Where ${\displaystyle E_{i}}$  is the energy of state ${\displaystyle i}$ , ${\displaystyle k_{B}}$  is the Boltzmann constant and ${\displaystyle T}$  is the temperature.

Explicit sums are practical when the energy states of molecules are independent and there are no intermolecular interactions. In systems where intermolecular interactions are significant, it is generally more practical to approximate the system as existing in terms of continuous variables. The states are approximated to be continuous and can be integrated with respect to the phase space of the system while simultaneously sampling every state of the system.
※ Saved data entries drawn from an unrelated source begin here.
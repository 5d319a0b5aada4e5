//! Configuration model.
//!
//! Every field has a default so a missing or partial `config.toml` still
//! yields a usable configuration.

use serde::{Deserialize, Serialize};
use std::path::PathBuf;

#[derive(Deserialize, Serialize, Debug, Clone, Default, PartialEq)]
#[serde(default)]
pub struct MentorlyConfig {
    pub storage: StorageSettings,
    pub logging: LoggingSettings,
    pub analytics: AnalyticsSettings,
}

#[derive(Deserialize, Serialize, Debug, Clone, Default, PartialEq)]
#[serde(default)]
pub struct StorageSettings {
    /// Root of the JSON data directory; the platform data dir when unset
    pub data_dir: Option<PathBuf>,
}

#[derive(Deserialize, Serialize, Debug, Clone, PartialEq)]
#[serde(default)]
pub struct LoggingSettings {
    /// Default filter directive when `RUST_LOG` is unset
    pub level: String,
}

impl Default for LoggingSettings {
    fn default() -> Self {
        Self {
            level: "info".to_string(),
        }
    }
}

/// Tuning knobs for the derived metrics.
#[derive(Deserialize, Serialize, Debug, Clone, PartialEq)]
#[serde(default)]
pub struct AnalyticsSettings {
    pub scoring: ScoringWeights,
    pub keywords: KeywordSettings,
    /// Window used for a mentor's sessions-per-week figure
    pub trailing_weeks: u32,
}

impl Default for AnalyticsSettings {
    fn default() -> Self {
        Self {
            scoring: ScoringWeights::default(),
            keywords: KeywordSettings::default(),
            trailing_weeks: 4,
        }
    }
}

/// Weights of the mentor recommendation heuristic.
#[derive(Deserialize, Serialize, Debug, Clone, PartialEq)]
#[serde(default)]
pub struct ScoringWeights {
    /// Added per mentee interest matching a mentor tag
    pub interest_weight: f64,
    /// Multiplied by the mentor's 0-5 rating
    pub rating_weight: f64,
    /// Completed sessions per experience point
    pub sessions_divisor: f64,
    /// Upper bound of the experience contribution
    pub session_cap: f64,
    pub max_results: usize,
}

impl Default for ScoringWeights {
    fn default() -> Self {
        Self {
            interest_weight: 30.0,
            rating_weight: 20.0,
            sessions_divisor: 10.0,
            session_cap: 20.0,
            max_results: 6,
        }
    }
}

/// Feedback keyword extraction settings.
#[derive(Deserialize, Serialize, Debug, Clone, PartialEq)]
#[serde(default)]
pub struct KeywordSettings {
    /// Tokens must be strictly longer than this many characters
    pub min_token_len: usize,
    pub max_keywords: usize,
}

impl Default for KeywordSettings {
    fn default() -> Self {
        Self {
            min_token_len: 4,
            max_keywords: 10,
        }
    }
}

#[cfg(test)]
mod tests {
    use super::*;

    #[test]
    fn test_partial_toml_keeps_defaults() {
        let config: MentorlyConfig = toml::from_str(
            r#"
            [analytics.scoring]
            interest_weight = 50.0
            "#,
        )
        .unwrap();

        assert_eq!(config.analytics.scoring.interest_weight, 50.0);
        assert_eq!(config.analytics.scoring.rating_weight, 20.0);
        assert_eq!(config.analytics.keywords.max_keywords, 10);
        assert_eq!(config.analytics.trailing_weeks, 4);
        assert_eq!(config.logging.level, "info");
        assert!(config.storage.data_dir.is_none());
    }
}
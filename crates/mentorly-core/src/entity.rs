//! The contract every record exchanged with the data API fulfils.

use serde::Serialize;
use serde::de::DeserializeOwned;
use std::str::FromStr;

use crate::error::{MentorlyError, Result};

/// The foreign key a `list` call filters on.
#[derive(Debug, Clone, Copy, PartialEq, Eq, Hash)]
pub enum Relation {
    /// Owning user (goals, habits, completions, notifications)
    User,
    /// Mentor side of a session-scoped record
    Mentor,
    /// Mentee side of a session-scoped record
    Mentee,
    /// Parent goal of a habit
    Goal,
    /// Parent habit of a completion
    Habit,
    /// Parent session of feedback and notes
    Session,
    /// Author of a reflection
    Author,
    /// Role membership of a user; the owner id is a role name such as `mentor`
    Role,
}

/// A record owned by the external data API.
///
/// Implementations keep their invariants in `validate` and apply partial
/// updates through `apply_patch`, so every adapter enforces the same rules.
pub trait Entity: Clone + Send + Sync + Serialize + DeserializeOwned + 'static {
    /// Stable collection name, used for storage layout and error messages.
    const ENTITY_NAME: &'static str;

    /// Partial-update payload accepted by `update`.
    type Patch: Clone + Send + Sync + 'static;

    fn id(&self) -> &str;

    /// Whether this record is reachable from `owner_id` through `relation`.
    fn belongs_to(&self, owner_id: &str, relation: Relation) -> bool;

    /// Applies a partial update in place.
    fn apply_patch(&mut self, patch: Self::Patch) -> Result<()>;

    /// Checks record-level invariants.
    fn validate(&self) -> Result<()> {
        Ok(())
    }
}

/// Generates a new record identifier.
pub fn new_id() -> String {
    uuid::Uuid::new_v4().to_string()
}

/// Canonicalises an enumeration tag coming from the backend.
///
/// `"MENTOR"`, `"Mentor"`, `"in-person"`, `"InPerson"` and `"in person"` all
/// collapse to their snake_case form.
pub fn normalize_tag(raw: &str) -> String {
    let mut out = String::with_capacity(raw.len() + 4);
    let mut prev_lower = false;
    for ch in raw.trim().chars() {
        if ch == '-' || ch == ' ' || ch == '_' {
            if !out.ends_with('_') && !out.is_empty() {
                out.push('_');
            }
            prev_lower = false;
        } else if ch.is_uppercase() {
            if prev_lower {
                out.push('_');
            }
            out.extend(ch.to_lowercase());
            prev_lower = false;
        } else {
            out.push(ch);
            prev_lower = ch.is_lowercase() || ch.is_ascii_digit();
        }
    }
    out
}

/// Parses a backend enumeration tag into its typed form.
pub fn parse_tag<T: FromStr>(field: &'static str, raw: &str) -> Result<T> {
    normalize_tag(raw)
        .parse::<T>()
        .map_err(|_| MentorlyError::validation(format!("unknown {}: '{}'", field, raw)))
}
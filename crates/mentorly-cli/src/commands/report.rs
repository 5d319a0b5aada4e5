use anyhow::Result;
use chrono::{NaiveDate, Utc};
use mentorly_application::AppStore;
use mentorly_core::analytics::{MentorQuery, week_bounds};
use serde_json::json;

use super::context::{print_json, today_or};

pub async fn streak(store: &AppStore, today: Option<NaiveDate>) -> Result<()> {
    let today = today_or(today);
    print_json(&json!({
        "today": today,
        "currentStreak": store.current_streak(today).await,
        "longestStreak": store.longest_streak(today).await,
    }))
}

pub async fn weekly_rate(store: &AppStore, week_of: Option<NaiveDate>) -> Result<()> {
    let day = today_or(week_of);
    let (monday, sunday) = week_bounds(day);
    print_json(&json!({
        "weekStart": monday,
        "weekEnd": sunday,
        "completionRate": store.weekly_completion_rate(day).await,
    }))
}

/// Prints `null` for users without mentoring sessions.
pub async fn mentor_stats(store: &AppStore) -> Result<()> {
    print_json(&store.mentor_stats(Utc::now()).await)
}

pub async fn mentees(store: &AppStore) -> Result<()> {
    print_json(&store.mentee_summaries().await)
}

pub async fn recommend(
    store: &AppStore,
    category: Option<String>,
    search: Option<String>,
) -> Result<()> {
    let query = MentorQuery { category, search };
    let ranked = store.recommend_mentors(&query).await?;
    print_json(&ranked)
}

pub async fn dashboard(store: &AppStore, today: Option<NaiveDate>) -> Result<()> {
    let dashboard = store.dashboard(today_or(today), Utc::now()).await?;
    print_json(&dashboard)
}
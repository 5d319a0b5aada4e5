//! Per-mentee roll-up of a mentor's sessions.

use chrono::{DateTime, Utc};
use serde::{Deserialize, Serialize};
use std::collections::BTreeMap;

use super::round1;
use crate::session::{Session, SessionFeedback, SessionStatus};

#[derive(Debug, Clone, PartialEq, Serialize, Deserialize)]
#[serde(rename_all = "camelCase")]
pub struct MenteeSummary {
    pub mentee_id: String,
    pub total_sessions: usize,
    pub completed_sessions: usize,
    /// Mean rating this mentee gave, one decimal
    pub average_rating: Option<f64>,
    /// Start of the most recent completed session
    pub last_completed_at: Option<DateTime<Utc>>,
}

#[derive(Default)]
struct Tally {
    total: usize,
    completed: usize,
    rating_sum: u32,
    rating_count: u32,
    last_completed_at: Option<DateTime<Utc>>,
}

/// One summary per distinct mentee appearing in `sessions`.
///
/// Callers needing a particular order should sort the result themselves.
pub fn mentee_summaries(
    sessions: &[Session],
    feedbacks: &[SessionFeedback],
) -> Vec<MenteeSummary> {
    let mut tallies: BTreeMap<&str, Tally> = BTreeMap::new();

    for session in sessions {
        let tally = tallies.entry(session.mentee_id.as_str()).or_default();
        tally.total += 1;
        if session.status == SessionStatus::Completed {
            tally.completed += 1;
            tally.last_completed_at = tally.last_completed_at.max(Some(session.scheduled_at));
        }
    }

    for feedback in feedbacks {
        if let Some(tally) = tallies.get_mut(feedback.mentee_id.as_str()) {
            tally.rating_sum += u32::from(feedback.rating);
            tally.rating_count += 1;
        }
    }

    tallies
        .into_iter()
        .map(|(mentee_id, tally)| MenteeSummary {
            mentee_id: mentee_id.to_string(),
            total_sessions: tally.total,
            completed_sessions: tally.completed,
            average_rating: (tally.rating_count > 0)
                .then(|| round1(f64::from(tally.rating_sum) / f64::from(tally.rating_count))),
            last_completed_at: tally.last_completed_at,
        })
        .collect()
}
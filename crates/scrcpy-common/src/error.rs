//! The session-level error taxonomy.

use thiserror::Error;

/// Result type alias using the session error type.
pub type Result<T> = std::result::Result<T, Error>;

/// Top-level error type for scrcpy session operations.
///
/// Transport and launcher failures propagate as session state transitions;
/// video decode failures also transition the session to `Error`. Audio
/// decode failures are logged and swallowed by the caller (audio is
/// best-effort) and never constructed as this type for that path.
#[derive(Debug, Error)]
pub enum Error {
    /// The configured port is already bound by another process.
    #[error("port {0} is already in use")]
    PortInUse(u16),

    /// The device-management layer (`AdbService`) reports the device is
    /// missing or offline.
    #[error("device not ready: {0}")]
    DeviceNotReady(String),

    /// Port forwarding/reverse mapping could not be established.
    #[error("port forwarding failed: {0}")]
    PortForwardingFailed(String),

    /// The agent failed to launch or complete its initial handshake.
    #[error("agent start failed: {0}")]
    AgentStartFailed(String),

    /// The agent reports a codec/encoder failure consistent with another
    /// scrcpy instance already owning the device.
    #[error("device already occupied by another capture session")]
    DeviceOccupied,

    /// Waiting for the video connection exceeded its bound.
    #[error("timed out waiting for the video connection")]
    ConnectionTimeout,

    /// A connection attempt was cancelled by `disconnect()`.
    #[error("connection cancelled")]
    ConnectionCancelled,

    /// A socket read/write failed after the connection was established.
    #[error("transport receive error: {0}")]
    ReceiveError(String),

    /// The agent process exited with an unexpected, non-zero, non-SIGTERM
    /// code.
    #[error("agent process terminated abnormally (exit code {0})")]
    ProcessTerminated(i32),

    /// The video decoder failed to initialize or decode a frame.
    #[error("video decode failed: {0}")]
    DecodeFailed(String),

    /// The `port` field of a `SessionConfig` was out of range or otherwise
    /// invalid, surfaced before any socket is touched.
    #[error("invalid port: {0}")]
    InvalidPort(u16),

    /// I/O error not otherwise classified (file, process spawn, etc.).
    #[error("I/O error: {0}")]
    Io(#[from] std::io::Error),

    /// Internal invariant violation — a bug in the pipeline, not a
    /// recoverable runtime condition.
    #[error("internal error: {0}")]
    Internal(String),
}

impl Error {
    pub fn device_not_ready(msg: impl std::fmt::Display) -> Self {
        Self::DeviceNotReady(msg.to_string())
    }

    pub fn port_forwarding_failed(msg: impl std::fmt::Display) -> Self {
        Self::PortForwardingFailed(msg.to_string())
    }

    pub fn agent_start_failed(msg: impl std::fmt::Display) -> Self {
        Self::AgentStartFailed(msg.to_string())
    }

    pub fn receive_error(msg: impl std::fmt::Display) -> Self {
        Self::ReceiveError(msg.to_string())
    }

    pub fn decode_failed(msg: impl std::fmt::Display) -> Self {
        Self::DecodeFailed(msg.to_string())
    }

    pub fn internal(msg: impl std::fmt::Display) -> Self {
        Self::Internal(msg.to_string())
    }

    /// True for the two agent exit codes treated as a normal teardown
    /// rather than a failure: a clean exit, or death by the SIGTERM we
    /// ourselves sent during `stop_capture`/`disconnect`.
    pub fn is_normal_exit_code(code: i32) -> bool {
        code == 0 || code == 15
    }
}

#[cfg(test)]
mod tests {
    use super::*;

    #[test]
    fn normal_exit_codes() {
        assert!(Error::is_normal_exit_code(0));
        assert!(Error::is_normal_exit_code(15));
        assert!(!Error::is_normal_exit_code(1));
        assert!(!Error::is_normal_exit_code(-1));
    }
}
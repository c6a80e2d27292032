//! Observational audio/video clock tracker. Does not own playback; it
//! only tells callers how far audio has drifted from the wall clock and
//! how video should react.

use std::collections::VecDeque;
use std::time::Instant;

const DRIFT_EMA_ALPHA: f64 = 0.1;
const DRIFT_HISTORY_CAP: usize = 50;
const DRIFT_ABS_LIMIT_MS: f64 = 200.0;
const RATE_ADJUST_THRESHOLD_MS: f64 = 30.0;
const RATE_STEP: f64 = 0.02;
const RATE_MIN: f64 = 0.95;
const RATE_MAX: f64 = 1.05;

#[derive(Debug, Clone, Copy, PartialEq)]
pub struct SyncDecision {
    pub should_play: bool,
    pub is_discontinuity: bool,
    pub current_delay_ms: f64,
    pub drift_ms: f64,
    pub suggested_rate: f64,
}

#[derive(Debug, Clone, Copy)]
pub struct VideoSyncInfo {
    pub offset_ms: f64,
    pub should_skip_video: bool,
    pub should_wait_for_audio: bool,
}

pub struct AudioSynchronizer {
    first_audio_pts: Option<u64>,
    first_audio_wall: Option<Instant>,
    last_pts: u64,
    est_delay_ms: f64,
    drift_ms: f64,
    drift_history: VecDeque<f64>,
    suggested_rate: f64,
    discontinuity_count: u64,
}

impl AudioSynchronizer {
    pub fn new() -> Self {
        Self {
            first_audio_pts: None,
            first_audio_wall: None,
            last_pts: 0,
            est_delay_ms: 0.0,
            drift_ms: 0.0,
            drift_history: VecDeque::with_capacity(DRIFT_HISTORY_CAP),
            suggested_rate: 1.0,
            discontinuity_count: 0,
        }
    }

    pub fn discontinuity_count(&self) -> u64 {
        self.discontinuity_count
    }

    pub fn process_audio_pts(&mut self, pts_us: u64, sample_count: u32, sample_rate: u32, now: Instant) -> SyncDecision {
        let (first_pts, first_wall) = match (self.first_audio_pts, self.first_audio_wall) {
            (Some(p), Some(w)) => (p, w),
            _ => {
                self.seed_baseline(pts_us, now);
                return SyncDecision {
                    should_play: true,
                    is_discontinuity: false,
                    current_delay_ms: 0.0,
                    drift_ms: 0.0,
                    suggested_rate: 1.0,
                };
            }
        };

        let expected_delta_us = (sample_count as f64 / sample_rate as f64) * 1_000_000.0;
        let actual_delta_us = pts_us as i64 - self.last_pts as i64;
        let tolerance_us = (0.1 * expected_delta_us).max(100_000.0);

        if pts_us < self.last_pts || (actual_delta_us as f64 - expected_delta_us).abs() > tolerance_us {
            self.seed_baseline(pts_us, now);
            self.discontinuity_count += 1;
            self.drift_ms = 0.0;
            self.drift_history.clear();
            return SyncDecision {
                should_play: true,
                is_discontinuity: true,
                current_delay_ms: 0.0,
                drift_ms: 0.0,
                suggested_rate: self.suggested_rate,
            };
        }

        let expected_arrival_us = (pts_us - first_pts) as i64;
        let expected_arrival = first_wall + std::time::Duration::from_micros(expected_arrival_us.max(0) as u64);
        let delay_ms = now
            .checked_duration_since(expected_arrival)
            .map(|d| d.as_secs_f64() * 1000.0)
            .unwrap_or_else(|| -(expected_arrival.duration_since(now).as_secs_f64() * 1000.0));

        self.est_delay_ms = DRIFT_EMA_ALPHA * delay_ms + (1.0 - DRIFT_EMA_ALPHA) * self.est_delay_ms;
        self.drift_ms = DRIFT_EMA_ALPHA * delay_ms + (1.0 - DRIFT_EMA_ALPHA) * self.drift_ms;

        if self.drift_history.len() >= DRIFT_HISTORY_CAP {
            self.drift_history.pop_front();
        }
        self.drift_history.push_back(self.drift_ms);

        let should_play = !(self.drift_ms.abs() > DRIFT_ABS_LIMIT_MS && self.drift_ms > 0.0);

        self.suggested_rate = if self.drift_ms > RATE_ADJUST_THRESHOLD_MS {
            1.0 + RATE_STEP
        } else if self.drift_ms < -RATE_ADJUST_THRESHOLD_MS {
            1.0 - RATE_STEP
        } else {
            1.0
        }
        .clamp(RATE_MIN, RATE_MAX);

        self.last_pts = pts_us;

        SyncDecision {
            should_play,
            is_discontinuity: false,
            current_delay_ms: delay_ms,
            drift_ms: self.drift_ms,
            suggested_rate: self.suggested_rate,
        }
    }

    pub fn get_video_sync_info(&self, video_pts_us: u64) -> VideoSyncInfo {
        let offset_ms = (self.last_pts as i64 - video_pts_us as i64) as f64 / 1000.0;
        VideoSyncInfo {
            offset_ms,
            should_skip_video: offset_ms < -200.0,
            should_wait_for_audio: offset_ms > 200.0,
        }
    }

    fn seed_baseline(&mut self, pts_us: u64, now: Instant) {
        self.first_audio_pts = Some(pts_us);
        self.first_audio_wall = Some(now);
        self.last_pts = pts_us;
    }
}

impl Default for AudioSynchronizer {
    fn default() -> Self {
        Self::new()
    }
}

#[cfg(test)]
mod tests {
    use super::*;

    #[test]
    fn monotonic_matching_deltas_flag_no_discontinuity() {
        let mut sync = AudioSynchronizer::new();
        let start = Instant::now();
        let step = std::time::Duration::from_micros(20_000);
        let mut pts = 0u64;
        for i in 0..5 {
            let decision = sync.process_audio_pts(pts, 960, 48_000, start + step * i as u32);
            assert!(!decision.is_discontinuity);
            pts += 20_000;
        }
        assert_eq!(sync.discontinuity_count(), 0);
    }

    #[test]
    fn large_pts_jump_is_flagged_and_resets() {
        let mut sync = AudioSynchronizer::new();
        let start = Instant::now();
        let pts_sequence = [0u64, 20_000, 40_000, 1_000_000, 1_020_000];
        let mut discontinuities = 0;
        for (i, &pts) in pts_sequence.iter().enumerate() {
            let decision = sync.process_audio_pts(pts, 960, 48_000, start + std::time::Duration::from_micros(20_000 * i as u64));
            if decision.is_discontinuity {
                discontinuities += 1;
            }
        }
        assert_eq!(discontinuities, 1);
        assert_eq!(sync.discontinuity_count(), 1);
    }

    #[test]
    fn suggested_rate_always_in_bounds() {
        let mut sync = AudioSynchronizer::new();
        let start = Instant::now();
        let mut pts = 0u64;
        for i in 0..20 {
            // deliberately drift the wall clock ahead of pts to push rate up.
            let wall = start + std::time::Duration::from_micros(20_000 * i as u64) + std::time::Duration::from_millis(5 * i as u64);
            let decision = sync.process_audio_pts(pts, 960, 48_000, wall);
            assert!(decision.suggested_rate >= 0.95 && decision.suggested_rate <= 1.05);
            pts += 20_000;
        }
    }
}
This leads to the classical partition function:

${\displaystyle Q_{classical}=\int \dots \iint \dots \int \dots \iint \exp \left({\frac {-{\mathcal {H}}({\textbf {r}},{\textbf {p}})}{k_{B}T}}\right)\,dr_{1}\,dr_{2}\dots \,dr_{N}\,dp_{1}\,dp_{2}\dots \,dp_{N}}$ 

Many Body Systems edit

The expectation values of a classical system can be evaluated by integrating over phase space. The classical partition function is an integral over 6N phase space variables:

${\displaystyle {\textrm {d}}{\textbf {r}}=dx_{1}\,dy_{1}\,dz_{1},dx_{2},dy_{2},dz_{2},...,dx_{N}\,dy_{N}\,dz_{N}}$ 

${\displaystyle {\textrm {d}}{\textbf {p}}=dp_{x,1}\,dp_{y,1},dz_{z,1},...,dp_{x,N}\,dp_{y,N}\,dp_{z,N}}$ ${\displaystyle Q_{classical}=\int _{-\infty }^{\infty }\int _{-\infty }^{\infty }\int _{-\infty }^{\infty }\int _{0}^{L}\int _{0}^{L}\int _{0}^{L}\exp \left({\frac {-{\mathcal {H}}({\textbf {r}},{\textbf {p}})}{k_{B}T}}\right){\textrm {d}}{\textbf {r}}{\textrm {d}}{\textbf {p}}}$ 

References edit

1. McQuarrie, Donald A. 1973. Statistical Thermodynamics. New York, N.Y. Harper & Row, Publishers, Inc. Pages 117-118.
2. Tuckerman, Mark E. 2010. Statistical Mechanics: Theory and Molecular Simulation. Oxford England. New York: Oxford University Press. Pages 2-5.